Answer Applies to: Idaho
Replied: 5/24/2013
    Musilli Brennan Associates PLLC
    Musilli Brennan Associates PLLC | John F Brennan
    Generally, if you quit you will be disqualified, at least temporarily, from unemployment compensation. I would suggest that both you refuse to participate in any fraud and further state that is your intention to notify the executive level of the company and the authorities, a specially if there is any retaliation against you. The company is defrauding its insurance carrier and such is criminal. I would recommend that you see an attorney as quickly as possible given the fact you will need counsel and advice as to how to preserve all of your rights, including a potential whistle blowers action.
    Answer Applies to: Michigan
    Replied: 5/24/2013
    WILLIAM L SANDERS, ATTORNEY AT LAW | William L. Sanders
    If you quit under these circumstances, you will be entitled to unemployment comp, but DOL will disagree and disqualify you. If you can prove this at a hearing, you will win. But, this is risky, and you should not go to that hearing without an attorney. You may, instead, refuse to do this, be fired, and are more likely to be allowed benefits then, but this is also risky, and this will be on your record as a discharge. I am sorry I can not give you a more direct answer, one you could rely on. But GA DOL is just so risky. We say that they are "unencumbered by the law."

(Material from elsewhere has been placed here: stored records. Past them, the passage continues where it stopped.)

//! Shared input validation for score/outcome pairs.

use eci_core::errors::EvaluationError;

/// Outcome class sizes of a validated input.
#[derive(Debug, Clone, Copy, PartialEq, Eq)]
pub struct ClassCounts {
    pub positives: usize,
    pub negatives: usize,
}

impl ClassCounts {
    pub fn count(outcomes: &[bool]) -> Self {
        let positives = outcomes.iter().filter(|&&o| o).count();
        Self {
            positives,
            negatives: outcomes.len() - positives,
        }
    }

    pub fn total(&self) -> usize {
        self.positives + self.negatives
    }

    pub fn has_both(&self) -> bool {
        self.positives > 0 && self.negatives > 0
    }
}

/// Check lengths, finiteness and class balance.
pub fn validate_inputs(scores: &[f64], outcomes: &[bool]) -> Result<ClassCounts, EvaluationError> {
    if scores.len() != outcomes.len() {
        return Err(EvaluationError::DimensionMismatch {
            scores: scores.len(),
            outcomes: outcomes.len(),
        });
    }
    if let Some(index) = scores.iter().position(|s| !s.is_finite()) {
        return Err(EvaluationError::NonFiniteScore { index });
    }
    let counts = ClassCounts::count(outcomes);
    if !counts.has_both() {
        return Err(EvaluationError::InsufficientClasses {
            positives: counts.positives,
            negatives: counts.negatives,
        });
    }
    Ok(counts)
}
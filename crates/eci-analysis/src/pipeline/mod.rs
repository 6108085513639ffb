//! Cohort pipeline: per-sequence phase 1 on the rayon pool, then the
//! cohort-wide residualization and evaluation barrier.

pub mod cohort;
pub mod process;
pub mod report;

pub use cohort::{CohortPipeline, PhaseOne};
pub use process::{ProcessedSequence, RawSequence, SequenceProcessor};
pub use report::{CohortReport, PredictionReport, SequenceFeatures, SequenceKey};
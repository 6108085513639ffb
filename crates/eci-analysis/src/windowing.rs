//! Sliding-window planning shared by the spectral and text metrics.
//!
//! Windows start at `0, S, 2S, ...` and are kept while `start + L <= T`, so a
//! trailing partial window is dropped. A sequence shorter than `L` yields a
//! single window covering all of it.

use serde::Serialize;

use eci_core::config::WindowingConfig;
use eci_core::constants::{DEFAULT_STRIDE, DEFAULT_WINDOW_LENGTH};
use eci_core::errors::WindowError;
use eci_core::types::WindowBounds;

/// Window length `L` and stride `S`, both in tokens.
#[derive(Debug, Clone, Copy, PartialEq, Eq, Serialize)]
pub struct WindowSpec {
    length: usize,
    stride: usize,
}

impl WindowSpec {
    pub fn new(length: usize, stride: usize) -> Result<Self, WindowError> {
        if length == 0 || stride == 0 {
            return Err(WindowError::InvalidShape {
                message: format!("window length {length} and stride {stride} must be positive"),
            });
        }
        Ok(Self { length, stride })
    }

    pub fn from_config(config: &WindowingConfig) -> Result<Self, WindowError> {
        Self::new(config.effective_window_length(), config.effective_stride())
    }

    pub fn length(&self) -> usize {
        self.length
    }

    pub fn stride(&self) -> usize {
        self.stride
    }

    /// `floor((T - L) / S) + 1` for `T >= L`, 1 for `0 < T < L`, 0 for `T = 0`.
    pub fn window_count(&self, n_tokens: usize) -> usize {
        match n_tokens {
            0 => 0,
            t if t < self.length => 1,
            t => (t - self.length) / self.stride + 1,
        }
    }

    /// Boundaries of every window over a sequence of `n_tokens` tokens.
    pub fn plan(&self, n_tokens: usize) -> Result<Vec<WindowBounds>, WindowError> {
        if n_tokens == 0 {
            return Err(WindowError::EmptySequence);
        }
        if n_tokens < self.length {
            return Ok(vec![WindowBounds::new(0, n_tokens)]);
        }
        Ok((0..self.window_count(n_tokens))
            .map(|i| {
                let start = i * self.stride;
                WindowBounds::new(start, start + self.length)
            })
            .collect())
    }

    /// Boundaries implied for a stored series of `n_windows` windows when the
    /// table carries no explicit bounds.
    pub fn implied_bounds(&self, n_windows: usize) -> Vec<WindowBounds> {
        (0..n_windows)
            .map(|i| {
                let start = i * self.stride;
                WindowBounds::new(start, start + self.length)
            })
            .collect()
    }
}

impl Default for WindowSpec {
    fn default() -> Self {
        Self {
            length: DEFAULT_WINDOW_LENGTH,
            stride: DEFAULT_STRIDE,
        }
    }
}
//! N-gram extraction and counting.

use eci_core::types::collections::FxHashMap;

/// Contiguous n-grams of `tokens`, borrowed as slices.
pub fn ngrams(tokens: &[String], n: usize) -> impl Iterator<Item = &[String]> {
    debug_assert!(n > 0);
    tokens.windows(n.max(1))
}

/// Frequency table of the n-grams of `tokens`.
pub fn ngram_counts(tokens: &[String], n: usize) -> FxHashMap<&[String], usize> {
    let mut counts = FxHashMap::default();
    for gram in ngrams(tokens, n) {
        *counts.entry(gram).or_insert(0) += 1;
    }
    counts
}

    Answer Applies to: Georgia
    Replied: 5/24/2013
    Law Offices of Maxwell Charles Livingston
    Law Offices of Maxwell Charles Livingston | Maxwell C Livingston
    If you know they will do this, it makes sense to get an audio recording of what they say to you when they let you go. You should report illegal activity, and get as much in writing and as evidence as possible. If you do get terminated thereafter, you will have evidence of why.